HOW TO COMPLETE THIS TASK — Search the records for the string "Заявка" and copy every line where it turns up.

-------

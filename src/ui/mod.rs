//! UI module for rendering the terminal preview host

mod components;
mod field_renderer;
mod form;
mod layout;

pub use components::{ModalDialog, ModalResponse};

use crate::controller::FormController;
use crate::host::HostEnvironment;
use crate::state::{MainButtonState, SubmitControl, VetCallForm};
use crate::theme::{parse_hex, Theme};
use ratatui::{style::Color, Frame};

/// Everything needed to draw one frame of the form
#[derive(Debug, Clone)]
pub struct FormView {
    pub form: VetCallForm,
    pub submit_control: SubmitControl,
    pub theme: Theme,
}

impl FormView {
    pub fn capture<H: HostEnvironment>(controller: &FormController<H>) -> Self {
        Self {
            form: controller.form().clone(),
            submit_control: controller.submit_control().clone(),
            theme: controller.theme().clone(),
        }
    }
}

/// Main draw function
pub fn draw(
    frame: &mut Frame,
    view: &FormView,
    main_button: &MainButtonState,
    dialog: Option<&ModalDialog>,
) {
    let screen = layout::create_layout(frame.area());

    layout::draw_header(frame, screen.header, view);
    form::draw_form(frame, screen.content, view);
    layout::draw_main_button(frame, screen.main_button, view, main_button);
    layout::draw_status_bar(frame, screen.status, view);

    if let Some(dialog) = dialog {
        components::render_modal(frame, dialog, &view.theme);
    }
}

/// Theme color as a terminal color, `fallback` if it does not parse
pub fn theme_color(hex: &str, fallback: Color) -> Color {
    parse_hex(hex)
        .map(|(r, g, b)| Color::Rgb(r, g, b))
        .unwrap_or(fallback)
}

#[cfg(test)]
mod tests {
    use super::*;
    use ratatui::{backend::TestBackend, Terminal};

    #[test]
    fn test_theme_color() {
        assert_eq!(theme_color("#4CAF50", Color::Red), Color::Rgb(0x4c, 0xaf, 0x50));
        assert_eq!(theme_color("green", Color::Red), Color::Red);
    }

    fn render(view: &FormView, button: &MainButtonState, dialog: Option<&ModalDialog>) -> String {
        let mut terminal = Terminal::new(TestBackend::new(80, 30)).unwrap();
        terminal
            .draw(|frame| draw(frame, view, button, dialog))
            .unwrap();
        let buffer = terminal.backend().buffer().clone();
        buffer
            .content()
            .iter()
            .map(|cell| cell.symbol())
            .collect::<String>()
    }

    fn empty_view() -> FormView {
        FormView {
            form: VetCallForm::new(),
            submit_control: SubmitControl::default(),
            theme: Theme::default(),
        }
    }

    #[test]
    fn test_draw_shows_form_and_actions() {
        let screen = render(&empty_view(), &MainButtonState::default(), None);
        assert!(screen.contains("Вызов ветеринара на дом"));
        assert!(screen.contains("Вызвать врача"));
        assert!(screen.contains("Отмена"));
    }

    #[test]
    fn test_draw_main_button_when_visible() {
        let button = MainButtonState {
            text: "Отправить заявку".to_string(),
            color: "#4CAF50".to_string(),
            visible: true,
        };
        let screen = render(&empty_view(), &button, None);
        assert!(screen.contains("Отправить заявку"));

        let hidden = MainButtonState {
            visible: false,
            ..button
        };
        let screen = render(&empty_view(), &hidden, None);
        assert!(!screen.contains("Отправить заявку"));
    }

    #[test]
    fn test_draw_error_annotation() {
        let mut view = empty_view();
        view.form.field_mut(crate::state::FieldId::Name).validate();
        let screen = render(&view, &MainButtonState::default(), None);
        assert!(screen.contains("Это поле обязательно для заполнения"));
    }

    #[test]
    fn test_draw_modal() {
        let dialog = ModalDialog::Alert("Заявка отправлена!".to_string());
        let screen = render(&empty_view(), &MainButtonState::default(), Some(&dialog));
        assert!(screen.contains("Заявка отправлена!"));
    }

    #[test]
    fn test_draw_tiny_terminal_does_not_panic() {
        let mut terminal = Terminal::new(TestBackend::new(20, 6)).unwrap();
        terminal
            .draw(|frame| draw(frame, &empty_view(), &MainButtonState::default(), None))
            .unwrap();
    }
}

-------

TASK RESPONSE —
        let dialog = ModalDialog::Alert("Заявка отправлена!".to_string());
        assert!(screen.contains("Заявка отправлена!"));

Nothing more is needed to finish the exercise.